Oral Health & Overall Health
While many of us dutifully brush our teeth two or three times per day (and perhaps hopefully have the habit of daily flossing), do we ever make the connection between dental health and overall health?
Sure, it’s nice to avoid cavities and take care of our teeth, but there are deeper reasons that good dental health and hygiene are important for your entire body and many of its systems.
There are also many disease processes caused by, associated with, or linked to dental and oral health problems.
It’s (Mostly) All About Bacteria
There are countless bacteria living in your mouth at any given time, and while some are rather benign, other species of oral bacteria are potentially hazardous to your health. When plaque builds up on the surfaces of your teeth, bacteria can take hold. As the oral bacteria grow out of control, they release toxins and acids that eat away at your tooth enamel, causing caries (cavities) and other problems such as periodontal disease and gingivitis (inflammation of the gums).
When certain conditions lead to damaged and impaired gingival surfaces, cracks and lesions in the gum tissue then allow bacteria to enter into the bloodstream and become systemic.
Have you ever known an individual with a weakened immune system, heart valve defect or heart condition who has to take antibiotics prior to receiving dental work? One reason for such treatment is to prevent endocarditis, an infection of the lining of the heart that can be caused by bacteria from the oral cavity. These bacteria can also cause heart valve infections.

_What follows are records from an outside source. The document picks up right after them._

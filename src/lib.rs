mod access;
mod config;
mod index;
mod wal;

pub(crate) mod num;
pub(crate) mod testing;

pub mod dump;
pub mod errors;
pub mod types;

pub use access::RandomAccessFile;
pub use config::Config;
pub use dump::Dump;
pub use errors::WalError;
pub use index::LogIndex;
pub use types::Lsn;
pub use types::Span;
pub use types::NO_COMMIT;
pub use wal::Decision;
pub use wal::RangeReader;
pub use wal::Wal;

#[cfg(test)]
mod tests;
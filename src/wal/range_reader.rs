use std::collections::VecDeque;

use crate::access::RandomAccessFile;
use crate::errors::WalError;
use crate::types::Span;

/// Lazy, pull-driven sequence of entry payloads for a contiguous LSN
/// range.
///
/// The index is queried once for the whole range when the reader is
/// constructed; each payload is read from the log file on demand, one per
/// [`next`](Iterator::next) call. The sequence ends after exactly the
/// requested number of items, or at the first I/O error, which latches
/// the iterator.
pub struct RangeReader<'a> {
    log: &'a RandomAccessFile,
    spans: VecDeque<Span>,
    errored: bool,
}

impl<'a> RangeReader<'a> {
    pub(crate) fn new(log: &'a RandomAccessFile, spans: Vec<Span>) -> Self {
        Self {
            log,
            spans: VecDeque::from(spans),
            errored: false,
        }
    }

    /// Number of entries not yet produced.
    pub fn remaining(&self) -> usize {
        self.spans.len()
    }
}

impl Iterator for RangeReader<'_> {
    type Item = Result<Vec<u8>, WalError>;

    fn next(&mut self) -> Option<Self::Item> {
        if self.errored {
            return None;
        }

        let span = self.spans.pop_front()?;

        let res = self.log.read(span.offset(), span.size());
        if res.is_err() {
            self.errored = true;
        }

        Some(res.map_err(WalError::from))
    }

    fn size_hint(&self) -> (usize, Option<usize>) {
        let n = self.spans.len();
        (0, Some(n))
    }
}
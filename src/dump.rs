use std::io;

use crate::types::Lsn;
use crate::types::Span;
use crate::wal::Wal;

/// A dump utility that lists the contents of an open WAL in a
/// human-readable format.
///
/// Borrows the WAL; reads go through its index and log file and take no
/// extra lock.
pub struct Dump<'a> {
    wal: &'a Wal,
}

impl Wal {
    /// Returns a dump handle over this WAL.
    pub fn dump(&self) -> Dump<'_> {
        Dump { wal: self }
    }
}

impl Dump<'_> {
    /// Writes the WAL contents to a String.
    pub fn write_to_string(&self) -> Result<String, io::Error> {
        let mut buf = Vec::new();
        self.write(&mut buf)?;
        String::from_utf8(buf).map_err(io::Error::other)
    }

    /// Writes the WAL contents to the provided writer: one header line,
    /// then one line per entry with its byte range and payload.
    pub fn write<W: io::Write>(&self, mut w: W) -> Result<(), io::Error> {
        let index = self.wal.index();

        writeln!(&mut w, "Wal:")?;
        writeln!(
            &mut w,
            "base={}, head={}, commit={}, size={}",
            index.base_index(),
            index.head(),
            index.commit_head(),
            self.wal.size(),
        )?;

        let write_line = |lsn: Lsn,
                          span: Span,
                          res: Result<Vec<u8>, io::Error>|
         -> Result<(), io::Error> {
            match res {
                Ok(payload) => {
                    writeln!(
                        &mut w,
                        "  L-{:05}: {}: {:?}",
                        lsn,
                        span,
                        String::from_utf8_lossy(&payload)
                    )?;
                }
                Err(io_err) => {
                    writeln!(&mut w, "  L-{:05}: {}: Error: {}", lsn, span, io_err)?;
                }
            }
            Ok(())
        };

        self.write_with(write_line)
    }

    /// Writes the WAL contents using a custom record writer function.
    ///
    /// The callback receives each entry's LSN, its byte range in the log
    /// file, and its payload or the read error.
    pub fn write_with<D>(&self, mut write_record: D) -> Result<(), io::Error>
    where D: FnMut(Lsn, Span, Result<Vec<u8>, io::Error>) -> Result<(), io::Error>
    {
        let index = self.wal.index();
        let base = index.base_index();
        let count = index.head() - base;

        if count == 0 {
            return Ok(());
        }

        let spans = index.get_range(base, count)?;
        for (i, span) in spans.into_iter().enumerate() {
            let lsn = base + i as Lsn;
            let res = self.wal.read(lsn).map_err(io::Error::from);
            write_record(lsn, span, res)?;
        }

        Ok(())
    }
}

All sources agree that diabetes decreases your body’s ability to ward off infection. For people with diabetes, infections of the gums and mouth can lead to severe gum damage and tooth loss. Tight blood sugar control and excellent oral hygiene can help to prevent these types of dental complications for diabetics.

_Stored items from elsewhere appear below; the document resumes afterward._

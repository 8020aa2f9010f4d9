pub(crate) mod header;

use std::io;

use byteorder::BigEndian;
use byteorder::ReadBytesExt;
use byteorder::WriteBytesExt;
use log::info;

use crate::access::RandomAccessFile;
use crate::errors::InvalidIndexFile;
use crate::errors::LsnOutOfRange;
use crate::errors::OutOfOrderCommit;
use crate::errors::TruncateCommitted;
use crate::errors::WalError;
use crate::index::header::IndexHeader;
use crate::index::header::COMMIT_FIELD_OFFSET;
use crate::index::header::HEADER_LEN;
use crate::index::header::HEAD_FIELD_OFFSET;
use crate::index::header::MARKER;
use crate::types::Lsn;
use crate::types::Span;

/// The index file: fixed header plus a packed array of 4-byte big-endian
/// offsets, one per LSN in `[base, head]`.
///
/// The slot at `head` is a sentinel holding the log file's current size,
/// so the length of entry `L` is `offset(L + 1) - offset(L)` with no
/// per-entry metadata.
///
/// The decoded header is the single in-memory copy, authoritative after
/// open and flushed piecewise on mutation. Offset slots are never cached;
/// each lookup reads 4 or 8 bytes from the file.
#[derive(Debug)]
pub struct LogIndex {
    f: RandomAccessFile,
    header: IndexHeader,
}

impl LogIndex {
    /// Opens an existing index file and validates its header.
    pub fn open(path: impl ToString, writable: bool) -> Result<Self, WalError> {
        let path = path.to_string();
        let f = RandomAccessFile::open(&path, writable)?;

        if f.size() < HEADER_LEN {
            return Err(InvalidIndexFile::new(
                &path,
                format!("file too short: {} bytes", f.size()),
            )
            .into());
        }

        let buf = f.read(0, HEADER_LEN)?;
        let header = IndexHeader::decode(buf.as_slice())
            .map_err(|e| InvalidIndexFile::new(&path, e.to_string()))?;

        Ok(Self { f, header })
    }

    /// Creates a new index file with `head = base`, no commit, and the
    /// single sentinel slot `offset(base) = byte_offset`.
    ///
    /// Creation is not idempotent; it presumes no file exists.
    pub fn create(
        path: impl ToString,
        base: Lsn,
        byte_offset: u64,
    ) -> Result<Self, WalError> {
        let mut f = RandomAccessFile::create(path.to_string())?;

        let header = IndexHeader::new(base);

        let mut buf = Vec::with_capacity(HEADER_LEN as usize + 4);
        header.encode(&mut buf)?;
        buf.write_i32::<BigEndian>(to_slot(byte_offset)?)?;
        f.write(0, &buf)?;

        Ok(Self { f, header })
    }

    /// The next free LSN, one past the last written entry.
    pub fn head(&self) -> Lsn {
        self.header.head
    }

    /// The last committed LSN, or [`NO_COMMIT`](crate::NO_COMMIT).
    pub fn commit_head(&self) -> Lsn {
        self.header.commit
    }

    /// The first LSN this index holds a slot for. Reserved for
    /// segmentation; always 0 in the creation path.
    pub fn base_index(&self) -> Lsn {
        self.header.base
    }

    /// Marker bytes identifying an index file.
    pub fn marker(&self) -> [u8; 4] {
        MARKER
    }

    pub fn name(&self) -> &str {
        self.f.name()
    }

    /// Whether `lsn` is strictly below the commit head.
    ///
    /// This is a strict comparison: the entry at the commit head itself
    /// reports false. Use [`is_committed_or_earlier`](Self::is_committed_or_earlier)
    /// to include it.
    pub fn is_committed(&self, lsn: Lsn) -> bool {
        lsn < self.header.commit
    }

    /// Whether `lsn` is at or below the commit head.
    pub fn is_committed_or_earlier(&self, lsn: Lsn) -> bool {
        lsn <= self.header.commit
    }

    /// Commits `lsn`.
    ///
    /// Commits must arrive in LSN order: the expected next commit is
    /// `commit_head() + 1`. Committing below that is idempotent success
    /// without touching disk; committing above it is an
    /// [`OutOfOrderCommit`] error. Only the 4 commit header bytes are
    /// persisted.
    pub fn commit(&mut self, lsn: Lsn) -> Result<Lsn, WalError> {
        let expected = self.header.commit + 1;

        if lsn < expected {
            return Ok(lsn);
        }
        if lsn != expected {
            return Err(OutOfOrderCommit::new(expected, lsn).into());
        }

        self.header.commit = lsn;
        self.persist_commit()?;
        Ok(lsn)
    }

    /// Byte offset of entry `lsn` in the log file.
    ///
    /// Valid for `lsn <= head`; `offset(head)` is the sentinel slot equal
    /// to the log file size.
    pub fn offset(&self, lsn: Lsn) -> Result<u64, WalError> {
        if lsn < self.header.base || lsn > self.header.head {
            return Err(self.out_of_range(lsn).into());
        }

        let buf = self.f.read(self.slot_pos(lsn), 4)?;
        let offset = buf.as_slice().read_i32::<BigEndian>()?;
        Ok(offset as u64)
    }

    /// Byte range of entry `lsn` in the log file; valid for `lsn < head`.
    ///
    /// A single 8-byte read resolves both the offset slot and the next
    /// slot; their difference is the entry length.
    pub fn get(&self, lsn: Lsn) -> Result<Span, WalError> {
        if lsn < self.header.base || lsn >= self.header.head {
            return Err(self.out_of_range(lsn).into());
        }

        let buf = self.f.read(self.slot_pos(lsn), 8)?;
        let mut r = buf.as_slice();
        let offset = r.read_i32::<BigEndian>()? as u64;
        let next = r.read_i32::<BigEndian>()? as u64;

        Ok(Span::new(offset, next - offset))
    }

    /// Byte ranges of `count` entries starting at `lsn`, resolved with a
    /// single `(count + 1) * 4`-byte read.
    pub fn get_range(&self, lsn: Lsn, count: i32) -> Result<Vec<Span>, WalError> {
        if lsn < self.header.base || lsn >= self.header.head {
            return Err(self.out_of_range(lsn).into());
        }
        if count < 0 || count > self.header.head - lsn {
            return Err(self.out_of_range(lsn + count).into());
        }

        let buf = self.f.read(self.slot_pos(lsn), (count as u64 + 1) * 4)?;
        let mut r = buf.as_slice();

        let mut offset = r.read_i32::<BigEndian>()? as u64;
        let mut spans = Vec::with_capacity(count as usize);
        for _ in 0..count {
            let next = r.read_i32::<BigEndian>()? as u64;
            spans.push(Span::new(offset, next - offset));
            offset = next;
        }

        Ok(spans)
    }

    /// Records that an entry was just written to the log, ending at
    /// `next_end_offset`, and assigns it the current head LSN.
    ///
    /// Appends `next_end_offset` as the new sentinel slot, then bumps the
    /// head and persists the 4 head header bytes. The sentinel is written
    /// first so a failure between the two steps loses the entry but leaves
    /// the index internally consistent.
    pub fn increment(&mut self, next_end_offset: u64) -> Result<Lsn, WalError> {
        let mut buf = Vec::with_capacity(4);
        buf.write_i32::<BigEndian>(to_slot(next_end_offset)?)?;
        self.f.write(self.slot_pos(self.header.head + 1), &buf)?;

        let lsn = self.header.head;
        self.header.head += 1;
        self.persist_head()?;
        Ok(lsn)
    }

    /// Discards entries at `t` and above: requires `commit < t < head`.
    ///
    /// Persists only the head header bytes; stale slots beyond the new
    /// head stay on disk and are overwritten by later increments.
    ///
    /// Returns the end offset of the surviving log prefix.
    pub fn truncate(&mut self, t: Lsn) -> Result<u64, WalError> {
        if t <= self.header.commit {
            return Err(TruncateCommitted::new(t, self.header.commit).into());
        }
        if t < self.header.base || t >= self.header.head {
            return Err(self.out_of_range(t).into());
        }

        self.header.head = t;
        self.persist_head()?;

        info!("Index {} truncated to head {}", self.f.name(), t);

        if t == self.header.base {
            self.offset(self.header.base)
        } else {
            let last = self.get(t - 1)?;
            Ok(last.end())
        }
    }

    /// Syncs and closes the underlying file.
    pub fn close(self) -> Result<(), WalError> {
        self.f.close()?;
        Ok(())
    }

    fn slot_pos(&self, lsn: Lsn) -> u64 {
        HEADER_LEN + (lsn - self.header.base) as u64 * 4
    }

    fn out_of_range(&self, lsn: Lsn) -> LsnOutOfRange {
        LsnOutOfRange::new(lsn, self.header.base, self.header.head)
    }

    fn persist_head(&mut self) -> Result<(), io::Error> {
        let mut buf = Vec::with_capacity(4);
        buf.write_i32::<BigEndian>(self.header.head)?;
        self.f.write(HEAD_FIELD_OFFSET, &buf)?;
        Ok(())
    }

    fn persist_commit(&mut self) -> Result<(), io::Error> {
        let mut buf = Vec::with_capacity(4);
        buf.write_i32::<BigEndian>(self.header.commit)?;
        self.f.write(COMMIT_FIELD_OFFSET, &buf)?;
        Ok(())
    }
}

fn to_slot(offset: u64) -> Result<i32, io::Error> {
    i32::try_from(offset).map_err(|_| {
        io::Error::new(
            io::ErrorKind::InvalidData,
            format!("offset {} exceeds the 4-byte index slot range", offset),
        )
    })
}

#[cfg(test)]
mod tests {
    use crate::errors::WalError;
    use crate::index::LogIndex;
    use crate::types::Span;
    use crate::types::NO_COMMIT;

    fn temp_index() -> (tempfile::TempDir, LogIndex) {
        let temp_dir = tempfile::tempdir().unwrap();
        let path = temp_dir.path().join("a.log.lix");
        let index = LogIndex::create(path.to_str().unwrap(), 0, 0).unwrap();
        (temp_dir, index)
    }

    #[test]
    fn test_create_on_disk_layout() -> Result<(), WalError> {
        let temp_dir = tempfile::tempdir().unwrap();
        let path = temp_dir.path().join("a.log.lix");
        let index = LogIndex::create(path.to_str().unwrap(), 0, 0)?;
        index.close()?;

        let b = vec![
            73, 68, 88, 36, // marker "IDX$"
            0, 0, 0, 0, // base
            0, 0, 0, 0, // head
            255, 255, 255, 255, // commit = -1
            0, 0, 0, 0, // sentinel slot O(0) = 0
        ];
        assert_eq!(std::fs::read(&path).unwrap(), b);

        Ok(())
    }

    #[test]
    fn test_increment_and_get() -> Result<(), WalError> {
        let (_g, mut index) = temp_index();

        assert_eq!(index.head(), 0);
        assert_eq!(index.commit_head(), NO_COMMIT);
        assert_eq!(index.base_index(), 0);
        assert_eq!(&index.marker(), b"IDX$");

        assert_eq!(index.increment(10)?, 0);
        assert_eq!(index.increment(25)?, 1);
        assert_eq!(index.head(), 2);

        assert_eq!(index.offset(0)?, 0);
        assert_eq!(index.offset(1)?, 10);
        assert_eq!(index.offset(2)?, 25);

        assert_eq!(index.get(0)?, Span::new(0, 10));
        assert_eq!(index.get(1)?, Span::new(10, 15));
        assert!(index.get(2).is_err());

        assert_eq!(index.get_range(0, 2)?, vec![
            Span::new(0, 10),
            Span::new(10, 15)
        ]);
        assert_eq!(index.get_range(1, 1)?, vec![Span::new(10, 15)]);
        assert_eq!(index.get_range(0, 0)?, vec![]);
        assert!(index.get_range(0, 3).is_err());

        Ok(())
    }

    #[test]
    fn test_commit_ordering() -> Result<(), WalError> {
        let (_g, mut index) = temp_index();

        index.increment(10)?;
        index.increment(25)?;

        let err = index.commit(1).unwrap_err();
        assert_eq!(
            err.to_string(),
            "Out of order commit; expected 0 but received 1"
        );

        assert_eq!(index.commit(0)?, 0);
        assert_eq!(index.commit(1)?, 1);
        assert_eq!(index.commit_head(), 1);

        // Re-committing an earlier LSN is idempotent success.
        assert_eq!(index.commit(0)?, 0);
        assert_eq!(index.commit_head(), 1);

        Ok(())
    }

    #[test]
    fn test_is_committed_is_strict() -> Result<(), WalError> {
        let (_g, mut index) = temp_index();

        index.increment(10)?;
        index.commit(0)?;

        // The commit head itself reports not committed.
        assert!(!index.is_committed(0));
        assert!(index.is_committed_or_earlier(0));
        assert!(!index.is_committed_or_earlier(1));

        Ok(())
    }

    #[test]
    fn test_truncate() -> Result<(), WalError> {
        let (_g, mut index) = temp_index();

        index.increment(10)?;
        index.increment(25)?;
        index.increment(31)?;
        index.commit(0)?;

        let err = index.truncate(0).unwrap_err();
        assert_eq!(err.to_string(), "cannot truncate a committed log entry");

        assert!(index.truncate(3).is_err());

        assert_eq!(index.truncate(1)?, 10);
        assert_eq!(index.head(), 1);
        assert_eq!(index.commit_head(), 0);

        Ok(())
    }

    #[test]
    fn test_truncate_to_base() -> Result<(), WalError> {
        let (_g, mut index) = temp_index();

        index.increment(10)?;

        assert_eq!(index.truncate(0)?, 0);
        assert_eq!(index.head(), 0);

        Ok(())
    }

    #[test]
    fn test_reopen_keeps_header_and_slots() -> Result<(), WalError> {
        let temp_dir = tempfile::tempdir().unwrap();
        let path = temp_dir.path().join("a.log.lix");
        let path = path.to_str().unwrap();

        {
            let mut index = LogIndex::create(path, 0, 0)?;
            index.increment(10)?;
            index.increment(25)?;
            index.commit(0)?;
            index.close()?;
        }

        let index = LogIndex::open(path, false)?;
        assert_eq!(index.head(), 2);
        assert_eq!(index.commit_head(), 0);
        assert_eq!(index.get(1)?, Span::new(10, 15));

        Ok(())
    }

    #[test]
    fn test_open_rejects_foreign_file() -> Result<(), WalError> {
        let temp_dir = tempfile::tempdir().unwrap();
        let path = temp_dir.path().join("junk");
        let path = path.to_str().unwrap();

        std::fs::write(path, b"not an index file").unwrap();

        let err = LogIndex::open(path, false).unwrap_err();
        assert!(matches!(err, WalError::InvalidIndexFile(_)));

        std::fs::write(path, b"short").unwrap();
        let err = LogIndex::open(path, false).unwrap_err();
        assert!(matches!(err, WalError::InvalidIndexFile(_)));

        Ok(())
    }
}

For those individuals with eating disorders, dental health is an issue worth exploring. Bulemics who regurgitate their food after eating subject their tooth enamel to the very corrosive effects of stomach acids, and this can lead to cavities, discoloration, gum disease and tooth loss.

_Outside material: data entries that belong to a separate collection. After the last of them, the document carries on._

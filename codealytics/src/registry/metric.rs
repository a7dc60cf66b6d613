use std::{
    any::{type_name, Any},
    fmt::Debug,
    panic::{self, AssertUnwindSafe},
    sync::Arc,
};

use arc_swap::ArcSwap;

use crate::{
    error::{AnalyticsError, Result},
    types::{downcast_value, Identifier, MetricValue},
};

pub(crate) type Provider = Arc<dyn Fn() -> Arc<dyn MetricValue> + Send + Sync>;

/// How a metric produces its value: stored once, or pulled on every read.
#[derive(Clone)]
pub(crate) enum Representation {
    Value(Arc<dyn MetricValue>),
    Provider(Provider),
}

impl Debug for Representation {
    fn fmt(&self, f: &mut std::fmt::Formatter<'_>) -> std::fmt::Result {
        match self {
            Representation::Value(value) => {
                f.debug_tuple("Value").field(&value.to_string()).finish()
            }
            Representation::Provider(_) => f.write_str("Provider"),
        }
    }
}

impl Representation {
    pub(crate) fn value<T: MetricValue>(value: T) -> Self {
        Representation::Value(Arc::new(value))
    }

    pub(crate) fn provider<T, F>(provider: F) -> Self
    where
        T: MetricValue,
        F: Fn() -> T + Send + Sync + 'static,
    {
        Representation::Provider(Arc::new(move || Arc::new(provider()) as Arc<dyn MetricValue>))
    }

    /// Produce the current value, invoking the provider if there is one.
    ///
    /// A panicking provider is reported as unresolvable rather than taking
    /// the calling thread down with it.
    pub(crate) fn resolve(&self, id: &Identifier) -> Result<Arc<dyn MetricValue>> {
        match self {
            Representation::Value(value) => Ok(value.clone()),
            Representation::Provider(provider) => {
                panic::catch_unwind(AssertUnwindSafe(|| provider())).map_err(|payload| {
                    AnalyticsError::Unresolvable {
                        id: id.clone(),
                        reason: format!("provider panicked: {}", panic_message(&*payload)),
                    }
                })
            }
        }
    }

    /// Produce the current value as text.
    ///
    /// Formatting runs user `Display` code, so a panic there is caught and
    /// reported like a panicking provider.
    pub(crate) fn render(&self, id: &Identifier) -> Result<String> {
        let value = self.resolve(id)?;
        panic::catch_unwind(AssertUnwindSafe(|| value.to_string())).map_err(|payload| {
            AnalyticsError::Unresolvable {
                id: id.clone(),
                reason: format!("formatting panicked: {}", panic_message(&*payload)),
            }
        })
    }
}

fn panic_message(payload: &(dyn Any + Send)) -> &str {
    if let Some(message) = payload.downcast_ref::<&'static str>() {
        *message
    } else if let Some(message) = payload.downcast_ref::<String>() {
        message.as_str()
    } else {
        "unknown panic payload"
    }
}

/// Clone a resolved value out as the caller's declared type.
pub(crate) fn downcast_cloned<T>(id: &Identifier, value: &dyn MetricValue) -> Result<T>
where
    T: MetricValue + Clone,
{
    downcast_value::<T>(value)
        .cloned()
        .ok_or_else(|| AnalyticsError::Unresolvable {
            id: id.clone(),
            reason: format!("value `{value}` is not a {}", type_name::<T>()),
        })
}

/// Everything the registry knows about one metric. Replaced as a unit, so
/// representation and visibility can never disagree.
#[derive(Debug)]
pub(crate) struct MetricRecord {
    pub(crate) representation: Representation,
    pub(crate) visible: bool,
}

/// The swappable cell behind one identifier.
#[derive(Debug)]
pub(crate) struct MetricSlot {
    record: ArcSwap<MetricRecord>,
}

impl MetricSlot {
    pub(crate) fn new(record: MetricRecord) -> Self {
        Self {
            record: ArcSwap::from_pointee(record),
        }
    }

    pub(crate) fn load(&self) -> Arc<MetricRecord> {
        self.record.load_full()
    }

    /// Install `next` only if the slot still holds `current`.
    ///
    /// Returns false when another writer got there first.
    pub(crate) fn swap_if_current(&self, current: &Arc<MetricRecord>, next: MetricRecord) -> bool {
        let previous = self.record.compare_and_swap(current, Arc::new(next));
        Arc::ptr_eq(&*previous, current)
    }
}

In anorexia, the lack of proper nutrition can lead to osteoporosis, a weakening of the bones in the jaw, and tooth loss.
Speaking of osteoporosis, if you already have this condition, oral hygiene is extremely important, since bone loss is as likely to occur in the jaw than anywhere else. Some sources state that the risk of tooth loss is up to three times higher for women with osteoporosis.
Research is beginning to link gum disease with the risk of developing heart disease, but this connection has not yet been completely established. There may be a link between oral bacteria, inflammation, and plaque buildup in the blood vessels, but this potential link is still being investigated.
It is well known that smoking cigarettes can cause tooth discoloration, but some sources state that an enormous percentage of smokers over age 65 are edentulous (without teeth). Smoking also increases the risk of bone loss in the jaw, gum tissue damage, as well as oral sores and cancers.
Pregnancy and Birth
Although the link is not yet fully established, there is growing evidence that gum disease during pregnancy can contribute to low birth weight and prematurity.
Some studies suggest that tooth prior to the age of 35 may be a risk factor for Alzheimer’s Disease.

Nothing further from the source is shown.